Congress knew all about franchise fees when it embarked on the effort to promote satellite as a competitor to cable. The Telecommunications Act of 1996 explicitly says that satellite TV providers are "exempt from … any tax or fee imposed by any local taxing jurisdiction on direct-to-home service," Pub. L. No. 104-104, § 602(a), 110 Stat. at 144, even while approving of franchise fees imposed on cable up to a 5% cap, see 47 U.S.C. § 542(b). Congress took this step because satellite does not need to dig up streets or hang wires on utility poles. As the House Report explained: "Unlike other video programming distribution systems, satellite delivered programming services do not require the use of the public rights-of-way, or physical facilities or services of a community." H.R. Rep. No. 104-204(I), at 124-25 (1995). Rep. Henry Hyde, as Chair of the House Judiciary Committee, expanded on the theme: "Section 602," he said, "reflects a legislative determination that the provision of direct-to-home satellite service is national, not local in nature." 142 Cong. Rec. 2,219 (1996). He continued:
Unlike cable and telephone companies which utilize public rights-of-way to provide service to their subscribers, providers of direct-to-home services utilize satellites to provide programming to their subscribers in every jurisdiction. To permit thousands of local taxing jurisdictions to tax such a national service would create an unnecessary and undue burden on the providers of such services.
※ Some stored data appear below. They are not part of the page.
use lightlvl_geom::{BlockPos, MAX_RADIUS, ScanRegion, ScanShape};
use lightlvl_rules::{Classifier, FixedBands};

pub const DEFAULT_RADIUS: u32 = 32;

/// Everything one pass needs besides the world. Immutable once published.
#[derive(Clone, Debug, PartialEq)]
pub struct ScanSettings {
    pub radius: u32,
    pub shape: ScanShape,
    pub classifier: Classifier,
    /// Also list floor blocks that classify as transparent. Off by default, so
    /// only colored floors enter the set.
    pub include_transparent: bool,
}

impl Default for ScanSettings {
    fn default() -> Self {
        Self {
            radius: DEFAULT_RADIUS,
            shape: ScanShape::Sphere,
            classifier: Classifier::Fixed(FixedBands::default()),
            include_transparent: false,
        }
    }
}

impl ScanSettings {
    /// Radius is clamped to `1..=MAX_RADIUS`.
    pub fn new(radius: u32, shape: ScanShape, classifier: Classifier) -> Self {
        Self {
            radius: radius.clamp(1, MAX_RADIUS),
            shape,
            classifier,
            include_transparent: false,
        }
    }

    pub fn with_include_transparent(mut self, include: bool) -> Self {
        self.include_transparent = include;
        self
    }

    pub fn region(&self, center: BlockPos) -> ScanRegion {
        ScanRegion::new(center, self.radius.clamp(1, MAX_RADIUS), self.shape)
    }
}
Id. In short, as a matter of federal law, local governments may not charge satellite TV providers for rights of way, precisely because satellite providers do not need rights of way when distributing their programming directly to subscribers through the electromagnetic spectrum.
III. Cable Exploits a Loophole in Federal Law to Persuade States to Do Just What Congress Prohibited
Like most any business bent on preserving its dominant market position, cable is nothing if not persistent. Cable almost immediately embarked on a campaign to persuade state legislatures to do what local governments could not. Cable noticed that Congress preserved the power of a state to tax satellite TV services, and, if the state wished, to share the proceeds with local governments. See Pub. L. No. 104-104, § 602(c), 110 Stat. at 144. Invariably, cable has promoted these laws by applying a pale patina of parity. They have made the very same argument Congress already rejected in 1996: Cable pays franchise fees that, by federal law, cannot be imposed on satellite providers, so it is incumbent on the states to counteract the alleged 5% cost advantage that satellite enjoys. The states that adopt these laws know that they are undermining federal law. Examples of discriminatory state taxes include:
- Ohio. This is an example of a blatantly discriminatory tax. Ohio imposes a 5.5% sales tax on DBS, but no equivalent tax on cable or other MVPD competitors. OHIO REV. CODE ANN. §§ 5739.01(B)(3)(p), 5739.01(XX), 5739.02. An Ohio court struck the law as a violation of the Commerce Clause, observing that "[h]aving been prevented by Congress from using its regulatory powers to reduce competition between the two industries, the State of Ohio is trying to accomplish the same thing through its taxing power." DIRECTV, Inc. v. Wilkins, No. 03CVH06-7135, slip op. at 121 (Ohio Ct. C.P. Oct. 17, 2007) (unpublished).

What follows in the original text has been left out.